ACTIVITY = Pull out every line below containing the word "type".

DATA SECTION =
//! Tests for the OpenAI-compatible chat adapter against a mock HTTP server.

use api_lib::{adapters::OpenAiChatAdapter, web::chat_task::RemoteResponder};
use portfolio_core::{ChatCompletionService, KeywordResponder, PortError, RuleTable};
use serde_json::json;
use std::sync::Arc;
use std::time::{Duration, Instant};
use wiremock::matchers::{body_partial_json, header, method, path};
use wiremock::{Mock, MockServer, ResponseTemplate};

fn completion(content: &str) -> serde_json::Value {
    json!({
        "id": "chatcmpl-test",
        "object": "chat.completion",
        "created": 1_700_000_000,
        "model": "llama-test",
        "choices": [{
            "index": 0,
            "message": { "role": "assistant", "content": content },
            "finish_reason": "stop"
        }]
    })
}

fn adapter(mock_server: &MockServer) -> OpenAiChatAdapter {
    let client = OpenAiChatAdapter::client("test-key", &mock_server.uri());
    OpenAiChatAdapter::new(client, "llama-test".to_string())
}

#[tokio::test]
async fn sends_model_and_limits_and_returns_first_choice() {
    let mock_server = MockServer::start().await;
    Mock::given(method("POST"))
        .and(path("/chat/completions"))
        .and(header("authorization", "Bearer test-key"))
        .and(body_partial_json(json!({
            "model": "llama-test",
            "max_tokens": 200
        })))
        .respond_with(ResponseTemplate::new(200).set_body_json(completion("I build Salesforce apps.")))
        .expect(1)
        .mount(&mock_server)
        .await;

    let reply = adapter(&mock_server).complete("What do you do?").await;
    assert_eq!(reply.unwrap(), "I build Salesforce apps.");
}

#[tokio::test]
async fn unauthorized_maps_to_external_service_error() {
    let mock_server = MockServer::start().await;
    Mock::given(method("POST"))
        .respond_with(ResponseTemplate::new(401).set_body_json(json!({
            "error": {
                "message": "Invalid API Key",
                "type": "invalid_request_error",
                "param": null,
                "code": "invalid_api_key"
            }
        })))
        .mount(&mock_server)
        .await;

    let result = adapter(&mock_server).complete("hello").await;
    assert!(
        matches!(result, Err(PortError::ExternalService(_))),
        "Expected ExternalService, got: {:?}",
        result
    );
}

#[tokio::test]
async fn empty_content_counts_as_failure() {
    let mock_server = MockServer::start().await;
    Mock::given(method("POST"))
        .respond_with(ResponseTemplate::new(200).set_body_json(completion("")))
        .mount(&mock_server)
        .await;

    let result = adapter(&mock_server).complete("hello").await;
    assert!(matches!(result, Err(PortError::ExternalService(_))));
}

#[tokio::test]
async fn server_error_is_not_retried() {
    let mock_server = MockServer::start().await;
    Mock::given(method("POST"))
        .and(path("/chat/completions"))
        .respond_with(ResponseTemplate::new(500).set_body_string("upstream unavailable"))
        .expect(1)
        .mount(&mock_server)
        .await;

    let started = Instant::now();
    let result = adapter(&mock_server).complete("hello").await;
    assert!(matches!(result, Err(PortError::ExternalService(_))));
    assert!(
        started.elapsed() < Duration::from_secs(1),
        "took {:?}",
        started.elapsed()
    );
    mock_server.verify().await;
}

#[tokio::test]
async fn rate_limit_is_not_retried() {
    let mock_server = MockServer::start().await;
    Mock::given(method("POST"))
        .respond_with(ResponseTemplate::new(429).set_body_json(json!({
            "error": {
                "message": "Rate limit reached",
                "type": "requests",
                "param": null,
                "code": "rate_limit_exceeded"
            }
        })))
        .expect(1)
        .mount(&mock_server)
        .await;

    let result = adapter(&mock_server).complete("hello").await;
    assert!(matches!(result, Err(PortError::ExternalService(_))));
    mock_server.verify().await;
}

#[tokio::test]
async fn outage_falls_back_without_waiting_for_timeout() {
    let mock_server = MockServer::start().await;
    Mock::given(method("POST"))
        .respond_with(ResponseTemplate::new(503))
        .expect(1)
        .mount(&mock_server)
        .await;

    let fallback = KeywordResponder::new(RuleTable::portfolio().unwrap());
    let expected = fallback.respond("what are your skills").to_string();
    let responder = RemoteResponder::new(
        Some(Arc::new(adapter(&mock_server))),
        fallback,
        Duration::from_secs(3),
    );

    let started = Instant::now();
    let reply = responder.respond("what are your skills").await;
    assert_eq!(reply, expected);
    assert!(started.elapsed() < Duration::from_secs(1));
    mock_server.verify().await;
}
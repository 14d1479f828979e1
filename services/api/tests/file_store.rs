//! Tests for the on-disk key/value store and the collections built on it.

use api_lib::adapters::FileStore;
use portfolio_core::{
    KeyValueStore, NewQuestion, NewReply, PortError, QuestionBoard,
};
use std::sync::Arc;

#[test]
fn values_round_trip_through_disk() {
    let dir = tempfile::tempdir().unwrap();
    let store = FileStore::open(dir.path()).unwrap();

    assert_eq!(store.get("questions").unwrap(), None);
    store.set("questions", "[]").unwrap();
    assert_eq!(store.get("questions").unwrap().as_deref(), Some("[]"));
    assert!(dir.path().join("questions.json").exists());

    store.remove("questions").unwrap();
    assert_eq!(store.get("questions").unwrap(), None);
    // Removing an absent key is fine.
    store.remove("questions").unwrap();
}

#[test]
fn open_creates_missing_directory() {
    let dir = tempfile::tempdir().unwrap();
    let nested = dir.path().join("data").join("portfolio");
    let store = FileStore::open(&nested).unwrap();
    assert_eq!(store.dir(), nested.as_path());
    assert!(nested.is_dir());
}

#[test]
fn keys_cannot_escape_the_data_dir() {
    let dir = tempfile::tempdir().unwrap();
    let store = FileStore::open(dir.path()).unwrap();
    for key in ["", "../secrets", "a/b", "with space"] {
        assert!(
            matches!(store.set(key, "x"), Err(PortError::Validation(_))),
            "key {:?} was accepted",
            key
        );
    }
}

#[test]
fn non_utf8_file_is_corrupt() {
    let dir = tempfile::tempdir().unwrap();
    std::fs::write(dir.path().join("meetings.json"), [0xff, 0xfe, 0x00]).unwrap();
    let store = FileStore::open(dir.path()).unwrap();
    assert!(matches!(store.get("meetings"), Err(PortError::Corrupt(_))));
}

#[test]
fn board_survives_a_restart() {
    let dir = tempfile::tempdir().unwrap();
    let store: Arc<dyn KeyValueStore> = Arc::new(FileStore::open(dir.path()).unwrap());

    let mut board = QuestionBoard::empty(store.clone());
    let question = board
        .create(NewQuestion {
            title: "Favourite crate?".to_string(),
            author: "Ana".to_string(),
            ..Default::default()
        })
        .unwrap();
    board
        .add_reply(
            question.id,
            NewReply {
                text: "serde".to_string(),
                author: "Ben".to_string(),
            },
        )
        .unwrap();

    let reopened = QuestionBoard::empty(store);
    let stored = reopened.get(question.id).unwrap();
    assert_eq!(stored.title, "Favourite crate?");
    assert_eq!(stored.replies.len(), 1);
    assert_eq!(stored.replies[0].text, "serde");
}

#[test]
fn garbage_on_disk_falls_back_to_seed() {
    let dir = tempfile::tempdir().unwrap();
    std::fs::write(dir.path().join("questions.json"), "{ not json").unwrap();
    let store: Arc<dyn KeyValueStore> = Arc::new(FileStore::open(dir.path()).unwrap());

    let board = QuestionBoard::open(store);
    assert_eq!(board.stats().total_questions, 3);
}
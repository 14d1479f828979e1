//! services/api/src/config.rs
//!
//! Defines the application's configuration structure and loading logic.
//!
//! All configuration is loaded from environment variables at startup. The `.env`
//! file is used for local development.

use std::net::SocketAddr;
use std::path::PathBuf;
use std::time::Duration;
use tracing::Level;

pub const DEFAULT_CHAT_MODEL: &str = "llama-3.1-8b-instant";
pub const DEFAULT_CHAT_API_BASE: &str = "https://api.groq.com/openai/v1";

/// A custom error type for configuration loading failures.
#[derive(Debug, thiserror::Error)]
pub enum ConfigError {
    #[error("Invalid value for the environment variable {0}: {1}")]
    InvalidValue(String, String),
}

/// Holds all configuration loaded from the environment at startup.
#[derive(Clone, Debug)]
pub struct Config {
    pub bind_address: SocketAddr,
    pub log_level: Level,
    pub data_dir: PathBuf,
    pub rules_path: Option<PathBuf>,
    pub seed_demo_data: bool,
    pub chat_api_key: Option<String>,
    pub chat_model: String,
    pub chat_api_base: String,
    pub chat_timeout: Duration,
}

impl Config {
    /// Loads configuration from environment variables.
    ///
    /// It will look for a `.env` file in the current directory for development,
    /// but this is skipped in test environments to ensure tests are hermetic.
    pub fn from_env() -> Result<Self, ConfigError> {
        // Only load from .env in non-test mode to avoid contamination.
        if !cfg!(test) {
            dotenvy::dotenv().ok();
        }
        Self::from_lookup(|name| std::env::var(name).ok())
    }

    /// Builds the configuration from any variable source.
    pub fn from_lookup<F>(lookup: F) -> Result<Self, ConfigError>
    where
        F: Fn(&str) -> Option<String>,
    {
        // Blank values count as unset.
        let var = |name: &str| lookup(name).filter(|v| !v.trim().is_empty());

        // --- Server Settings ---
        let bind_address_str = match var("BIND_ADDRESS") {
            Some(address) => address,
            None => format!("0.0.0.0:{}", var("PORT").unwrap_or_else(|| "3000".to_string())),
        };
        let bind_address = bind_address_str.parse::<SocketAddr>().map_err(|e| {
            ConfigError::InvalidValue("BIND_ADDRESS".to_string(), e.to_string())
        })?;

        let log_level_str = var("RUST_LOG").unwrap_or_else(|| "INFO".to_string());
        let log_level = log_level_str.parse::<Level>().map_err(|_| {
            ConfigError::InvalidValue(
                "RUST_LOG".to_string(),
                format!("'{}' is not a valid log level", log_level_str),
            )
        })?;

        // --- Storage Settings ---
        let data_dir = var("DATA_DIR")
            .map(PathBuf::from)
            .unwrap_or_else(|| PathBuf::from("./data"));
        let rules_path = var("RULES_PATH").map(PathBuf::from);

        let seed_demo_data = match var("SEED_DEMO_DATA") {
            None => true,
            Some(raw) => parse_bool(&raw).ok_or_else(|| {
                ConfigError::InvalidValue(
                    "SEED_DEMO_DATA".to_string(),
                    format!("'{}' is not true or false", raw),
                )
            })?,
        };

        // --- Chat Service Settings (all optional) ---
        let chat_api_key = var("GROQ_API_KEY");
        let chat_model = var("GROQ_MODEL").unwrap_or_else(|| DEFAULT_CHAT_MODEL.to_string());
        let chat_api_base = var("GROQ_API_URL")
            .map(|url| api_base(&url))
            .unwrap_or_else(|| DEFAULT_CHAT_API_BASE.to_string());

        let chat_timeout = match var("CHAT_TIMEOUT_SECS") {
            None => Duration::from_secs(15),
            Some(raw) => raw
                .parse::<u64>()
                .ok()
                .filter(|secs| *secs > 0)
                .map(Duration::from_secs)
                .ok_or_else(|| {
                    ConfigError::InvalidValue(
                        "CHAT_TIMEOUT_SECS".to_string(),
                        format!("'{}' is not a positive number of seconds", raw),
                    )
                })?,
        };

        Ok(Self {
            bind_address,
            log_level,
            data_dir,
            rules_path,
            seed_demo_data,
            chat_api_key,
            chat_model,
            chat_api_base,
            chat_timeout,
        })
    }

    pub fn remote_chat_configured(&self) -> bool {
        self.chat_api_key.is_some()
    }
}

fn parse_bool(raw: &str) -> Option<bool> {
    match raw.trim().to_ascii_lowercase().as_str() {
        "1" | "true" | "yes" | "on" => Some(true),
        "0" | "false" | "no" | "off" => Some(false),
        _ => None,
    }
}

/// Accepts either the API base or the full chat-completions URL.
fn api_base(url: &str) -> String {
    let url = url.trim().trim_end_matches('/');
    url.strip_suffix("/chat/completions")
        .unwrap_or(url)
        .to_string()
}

WRITTEN ANSWER =
                "type": "invalid_request_error",
                "type": "requests",
/// A custom error type for configuration loading failures.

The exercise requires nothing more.